On May 30 District Court Judge Thomas Moore made final an April 28 draft order that directed the V.I. and federal governments to respond to numerous proposed deadlines concerning the Big Island’s problem-plagued sewage system. Essentially, the two parties agreed that Public Works has until the end of June to bring the system into compliance or local officials could face contempt of court hearings.
In his May 30 order, Moore said that past government excuses such as a lack of funding will not be accepted as reasons for missing deadlines "absent extraordinary circumstances."
"Failure by the government to comply with these deadlines, which the government has agreed to through its response, will result in contempt hearings . . . with the possible penalty ranging from fines to incarceration for the appropriate officials, including members of the Public Finance Authority and the Department of Finance, whose actions or lack of action are found to have impeded the progress of these crucial repairs," wrote Moore.
Public Works must have two aspects of its wastewater treatment plant fully operational by June 9 and another by June 23.
Meanwhile, the Figtree Pump Station, which was spilling more than 1.5 million gallons of raw sewage into the Caribbean Sea up to May 20, must be in full operation by June 30. The Figtree station discharges were to have been stopped on May 8, but problems with obtaining replacement parts caused Public Works to miss that tentative deadline.
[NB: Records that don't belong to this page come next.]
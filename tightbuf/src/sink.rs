//! Encoding side of the wire format, mirroring [`crate::ProtoSource`].
//!
//! Writers append to any [`BufMut`]; the matching `compute_*_size` functions
//! return the exact number of bytes the writer will produce so lengths can be
//! written ahead of nested messages and packed runs.

// Signed values are reinterpreted as unsigned varints per the wire format.
#![allow(clippy::as_conversions)]

use bytes::BufMut;

use crate::leb128::{encode_zigzag32, encode_zigzag64, LebCodec};
use crate::message::ProtoMessage;
use crate::wire::{make_tag, WireType, FIXED32_SIZE, FIXED64_SIZE, MAX_VARINT_SIZE};

#[inline]
pub fn write_raw_varint32<B: BufMut>(buf: &mut B, value: u32) {
    value.encode_leb128(buf);
}

#[inline]
pub fn write_raw_varint64<B: BufMut>(buf: &mut B, value: u64) {
    value.encode_leb128(buf);
}

/// Write a raw tag produced by [`make_tag`].
#[inline]
pub fn write_tag<B: BufMut>(buf: &mut B, tag: u32) {
    write_raw_varint32(buf, tag);
}

/// Negative values are sign extended and always take ten bytes.
#[inline]
pub fn write_int32_no_tag<B: BufMut>(buf: &mut B, value: i32) {
    if value >= 0 {
        write_raw_varint32(buf, value as u32);
    } else {
        write_raw_varint64(buf, i64::from(value) as u64);
    }
}

#[inline]
pub fn write_int64_no_tag<B: BufMut>(buf: &mut B, value: i64) {
    write_raw_varint64(buf, value as u64);
}

#[inline]
pub fn write_uint32_no_tag<B: BufMut>(buf: &mut B, value: u32) {
    write_raw_varint32(buf, value);
}

#[inline]
pub fn write_uint64_no_tag<B: BufMut>(buf: &mut B, value: u64) {
    write_raw_varint64(buf, value);
}

#[inline]
pub fn write_sint32_no_tag<B: BufMut>(buf: &mut B, value: i32) {
    write_raw_varint32(buf, encode_zigzag32(value));
}

#[inline]
pub fn write_sint64_no_tag<B: BufMut>(buf: &mut B, value: i64) {
    write_raw_varint64(buf, encode_zigzag64(value));
}

#[inline]
pub fn write_bool_no_tag<B: BufMut>(buf: &mut B, value: bool) {
    buf.put_u8(u8::from(value));
}

#[inline]
pub fn write_enum_no_tag<B: BufMut>(buf: &mut B, value: i32) {
    write_int32_no_tag(buf, value);
}

#[inline]
pub fn write_fixed32_no_tag<B: BufMut>(buf: &mut B, value: u32) {
    buf.put_u32_le(value);
}

#[inline]
pub fn write_fixed64_no_tag<B: BufMut>(buf: &mut B, value: u64) {
    buf.put_u64_le(value);
}

#[inline]
pub fn write_sfixed32_no_tag<B: BufMut>(buf: &mut B, value: i32) {
    buf.put_i32_le(value);
}

#[inline]
pub fn write_sfixed64_no_tag<B: BufMut>(buf: &mut B, value: i64) {
    buf.put_i64_le(value);
}

#[inline]
pub fn write_float_no_tag<B: BufMut>(buf: &mut B, value: f32) {
    buf.put_f32_le(value);
}

#[inline]
pub fn write_double_no_tag<B: BufMut>(buf: &mut B, value: f64) {
    buf.put_f64_le(value);
}

pub fn write_bytes_no_tag<B: BufMut>(buf: &mut B, value: &[u8]) {
    write_raw_varint64(buf, value.len() as u64);
    buf.put_slice(value);
}

pub fn write_string_no_tag<B: BufMut>(buf: &mut B, value: &str) {
    write_bytes_no_tag(buf, value.as_bytes());
}

/// Write `msg` with a length prefix.
pub fn write_message_no_tag<B: BufMut, M: ProtoMessage>(buf: &mut B, msg: &M) {
    write_raw_varint64(buf, msg.encoded_len() as u64);
    msg.write_to(buf);
}

/// Write `msg` bracketed by start and end group tags for `field_number`.
pub fn write_group<B: BufMut, M: ProtoMessage>(buf: &mut B, field_number: u32, msg: &M) {
    write_tag(buf, make_tag(field_number, WireType::SGroup));
    msg.write_to(buf);
    write_tag(buf, make_tag(field_number, WireType::EGroup));
}

/// Write `values` as one packed field under `tag`. Nothing is written for an
/// empty slice.
pub fn write_packed<B, T>(
    buf: &mut B,
    tag: u32,
    values: &[T],
    size: impl Fn(T) -> usize,
    mut write: impl FnMut(&mut B, T),
) where
    B: BufMut,
    T: Copy,
{
    if values.is_empty() {
        return;
    }
    write_tag(buf, tag);
    write_raw_varint64(buf, compute_packed_size(values, size) as u64);
    for value in values {
        write(buf, *value);
    }
}

#[inline]
pub fn compute_raw_varint32_size(value: u32) -> usize {
    value.encoded_leb128_len()
}

#[inline]
pub fn compute_raw_varint64_size(value: u64) -> usize {
    value.encoded_leb128_len()
}

#[inline]
pub fn compute_tag_size(tag: u32) -> usize {
    compute_raw_varint32_size(tag)
}

#[inline]
pub fn compute_int32_size_no_tag(value: i32) -> usize {
    if value >= 0 {
        compute_raw_varint32_size(value as u32)
    } else {
        MAX_VARINT_SIZE
    }
}

#[inline]
pub fn compute_int64_size_no_tag(value: i64) -> usize {
    compute_raw_varint64_size(value as u64)
}

#[inline]
pub fn compute_uint32_size_no_tag(value: u32) -> usize {
    compute_raw_varint32_size(value)
}

#[inline]
pub fn compute_uint64_size_no_tag(value: u64) -> usize {
    compute_raw_varint64_size(value)
}

#[inline]
pub fn compute_sint32_size_no_tag(value: i32) -> usize {
    compute_raw_varint32_size(encode_zigzag32(value))
}

#[inline]
pub fn compute_sint64_size_no_tag(value: i64) -> usize {
    compute_raw_varint64_size(encode_zigzag64(value))
}

#[inline]
pub fn compute_bool_size_no_tag(_value: bool) -> usize {
    1
}

#[inline]
pub fn compute_enum_size_no_tag(value: i32) -> usize {
    compute_int32_size_no_tag(value)
}

#[inline]
pub fn compute_fixed32_size_no_tag<T>(_value: T) -> usize {
    FIXED32_SIZE
}

#[inline]
pub fn compute_fixed64_size_no_tag<T>(_value: T) -> usize {
    FIXED64_SIZE
}

/// Size of a length prefix plus `len` bytes of payload.
#[inline]
pub fn compute_length_delimited_size(len: usize) -> usize {
    compute_raw_varint64_size(len as u64) + len
}

#[inline]
pub fn compute_bytes_size_no_tag(value: &[u8]) -> usize {
    compute_length_delimited_size(value.len())
}

#[inline]
pub fn compute_string_size_no_tag(value: &str) -> usize {
    compute_length_delimited_size(value.len())
}

#[inline]
pub fn compute_message_size_no_tag<M: ProtoMessage>(msg: &M) -> usize {
    compute_length_delimited_size(msg.encoded_len())
}

/// Size of a group including both of its tags.
#[inline]
pub fn compute_group_size<M: ProtoMessage>(field_number: u32, msg: &M) -> usize {
    2 * compute_tag_size(make_tag(field_number, WireType::SGroup)) + msg.encoded_len()
}

/// Size of the body of a packed run, without its tag or length prefix.
pub fn compute_packed_size<T: Copy>(values: &[T], size: impl Fn(T) -> usize) -> usize {
    values.iter().map(|value| size(*value)).sum()
}

#[cfg(test)]
mod tests {
    use proptest::prelude::*;
    use proptest::property_test;

    use super::*;
    use crate::source::ProtoSource;

    #[test]
    fn test_negative_int32_is_sign_extended() {
        let mut buf = Vec::new();
        write_int32_no_tag(&mut buf, -1);
        assert_eq!(buf.len(), 10);
        assert_eq!(compute_int32_size_no_tag(-1), 10);
        assert_eq!(buf[9], 0x01);
    }

    #[test]
    fn test_packed_known_bytes() {
        let mut buf = Vec::new();
        write_packed(
            &mut buf,
            make_tag(2, WireType::Len),
            &[1i32, 2, 3],
            compute_int32_size_no_tag,
            write_int32_no_tag,
        );
        assert_eq!(buf, [0x12, 0x03, 0x01, 0x02, 0x03]);

        let mut empty = Vec::new();
        write_packed(
            &mut empty,
            make_tag(2, WireType::Len),
            &[] as &[i32],
            compute_int32_size_no_tag,
            write_int32_no_tag,
        );
        assert!(empty.is_empty());
    }

    #[test]
    fn test_string_known_bytes() {
        let mut buf = Vec::new();
        write_tag(&mut buf, make_tag(3, WireType::Len));
        write_string_no_tag(&mut buf, "x");
        assert_eq!(buf, [0x1A, 0x01, 0x78]);
        assert_eq!(compute_string_size_no_tag("x"), 2);
    }

    #[property_test]
    fn proptest_scalars_read_back(a: i32, b: i64, c: u32, d: f64, e: i32, f: f32) {
        let mut buf = Vec::new();
        write_int32_no_tag(&mut buf, a);
        write_sint64_no_tag(&mut buf, b);
        write_fixed32_no_tag(&mut buf, c);
        write_double_no_tag(&mut buf, d);
        write_sint32_no_tag(&mut buf, e);
        write_float_no_tag(&mut buf, f);

        let expected_len = compute_int32_size_no_tag(a)
            + compute_sint64_size_no_tag(b)
            + compute_fixed32_size_no_tag(c)
            + compute_fixed64_size_no_tag(d)
            + compute_sint32_size_no_tag(e)
            + compute_fixed32_size_no_tag(f);
        prop_assert_eq!(buf.len(), expected_len);

        let mut source = ProtoSource::new(&buf);
        prop_assert_eq!(source.read_int32().unwrap(), a);
        prop_assert_eq!(source.read_sint64().unwrap(), b);
        prop_assert_eq!(source.read_fixed32().unwrap(), c);
        prop_assert_eq!(source.read_double().unwrap().to_bits(), d.to_bits());
        prop_assert_eq!(source.read_sint32().unwrap(), e);
        prop_assert_eq!(source.read_float().unwrap().to_bits(), f.to_bits());
        prop_assert!(source.is_at_end());
    }
}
Also by June 30 the LBJ Pump Station must have a number of fixes made, including all three of its pumps in operation.
Many of the problems with territory’s wastewater system date back to 1984, when a consent decree was entered into by the federal and local governments. In 1996 problems were again addressed in an amendment to the consent decree. But because of the ongoing illegal discharges on St. Croix, Moore issued yet another order in February setting specific dates for Public Works to make repairs.
For the most part, those dates were missed and continued problems at the Figtree Pump Station just east of the HOVENSA refinery caused millions of gallons of raw sewage a day to be discharged into the sea.
Public Works Commissioner Harold Thompson Jr. didn’t immediately return calls Tuesday afternoon.
Additionally, Moore called for 24-hour monitoring of the pump stations using remote telemetry systems that are already in place but not always functional. Repairs to the telemetry system must be completed by June 30.
Citing his February order, Moore again called on Public Works to notify the court of any additional bypasses anywhere in the territory, not just St. Croix.
"To the extent that this has not been done since Feb. 12, the government shall bring its bypass notices current for St. Thomas, St. John, and Water Island with its June 8 weekly report, and keep those notices current thereafter," wrote Moore.